東工大地球生命研究所の藤島皓介さんは、宇宙生物学者として、土星の衛星エンケラドス探査の準備を進めている。

地球の生命の起源の話をさんざんしてきたけれど、ここではもう素直に、藤島さんのことを宇宙の研究者だと考えてよい。

では、生物の専門家である藤島さんが、このような宇宙探査計画で担当する部分はどんなことだろう。

「二つあります。第一に、エンケラドスで何をどれほどの精度で見つけられたら生命がいると言えるかという疑問に答えなくてはなりません。そして、第二に、サンプルの捕集とその後の分析をどうすれば成功させられるかです。複数の軌道計画をトレードオフした結果、現在のベースライン案では、エンケラドスの周回軌道に入らずに、エンケラドスの近くを『フライバイ』、つまり通り過ぎます。このとき探査機とプリュームの間には秒速4キロ以上の相対速度があるため、エンケラドスの海の底から宇宙空間に放出された微粒子に含まれているだろう有機物を、そうした超高速な衝突を経ても、いかに壊さずに捕まえて地球に持ち帰るか、あるいは探査機の中で、その場で有機物を微粒子から抽出、分離、分析できるようにするかということに挑戦しています」

まずは第一の担当について。どんなものを見つけたら、エンケラドスに生命がいると言えるのか。これが分からないと探査計画自体が成立しない。藤島さんの見解が問われるところだ。

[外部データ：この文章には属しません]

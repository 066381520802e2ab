//! Event dispatch to subscribers and cross-thread taps.

use std::fmt;

use crossbeam_channel::{unbounded, Receiver, Sender};
use indexmap::IndexMap;

use crate::event::{Event, EventKind};

/// A subscriber callback. Runs synchronously at emission, in
/// subscription order.
pub type Subscriber = Box<dyn FnMut(&Event) + Send>;

/// Dispatches events to per-kind subscriber lists and to any attached
/// channels.
///
/// Subscribers are keyed by event kind; within a kind they run in the
/// order they subscribed. Channel taps receive every event (all kinds)
/// as owned clones, letting a host thread — a renderer, a debug panel —
/// consume the stream without sharing the VM.
#[derive(Default)]
pub struct EventBus {
    subscribers: IndexMap<EventKind, Vec<Subscriber>>,
    taps: Vec<Sender<Event>>,
}

impl fmt::Debug for EventBus {
    fn fmt(&self, f: &mut fmt::Formatter<'_>) -> fmt::Result {
        f.debug_struct("EventBus")
            .field(
                "subscribers",
                &self
                    .subscribers
                    .iter()
                    .map(|(kind, subs)| (kind, subs.len()))
                    .collect::<Vec<_>>(),
            )
            .field("taps", &self.taps.len())
            .finish()
    }
}

impl EventBus {
    /// An empty bus.
    pub fn new() -> EventBus {
        EventBus::default()
    }

    /// Register a callback for one event kind.
    pub fn subscribe(&mut self, kind: EventKind, subscriber: Subscriber) {
        self.subscribers.entry(kind).or_default().push(subscriber);
    }

    /// Attach a channel receiving every event. The sender half lives in
    /// the bus; dropping the returned receiver detaches the tap at the
    /// next emission.
    pub fn attach_channel(&mut self) -> Receiver<Event> {
        let (tx, rx) = unbounded();
        self.taps.push(tx);
        rx
    }

    /// Dispatch one event: kind subscribers first, in order, then the
    /// channel taps.
    pub fn emit(&mut self, event: &Event) {
        if let Some(list) = self.subscribers.get_mut(&event.kind()) {
            for subscriber in list.iter_mut() {
                subscriber(event);
            }
        }
        self.taps.retain(|tap| tap.send(event.clone()).is_ok());
    }

    /// Number of registered subscribers across all kinds.
    pub fn subscriber_count(&self) -> usize {
        self.subscribers.values().map(Vec::len).sum()
    }
}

「今、考えている生命徴候の候補は、実はペプチドなんです。その理由は、まず、その材料になるアミノ酸が宇宙において普遍的に存在している生命関連物質だからです。遠くの天体のガスの中にもあることが分かっているし、炭素質隕石の中からも見つかっています。比較的、単純な分子なので、例えば星間雲を模したガスや塵(ちり)に放射線を当てると、アミノ酸の前駆体ができることも実験的に分かっています。そして、アミノ酸はつながって『紐』、ペプチドやタンパク質になることで、さまざまな形状をとれます。ある種の金属と非常に親和性が高くて、電子伝達、酸化還元反応に使えたり、あるいは化学反応の触媒になるような分子にもなり得ます。ですから、アミノ酸がつながった短いタンパク質、ペプチドをまずは見つけようとしています」

タンパク質が鉱物を取り込んで、酸化還元反応を担うことについては、この連載の第3回を参照のこと。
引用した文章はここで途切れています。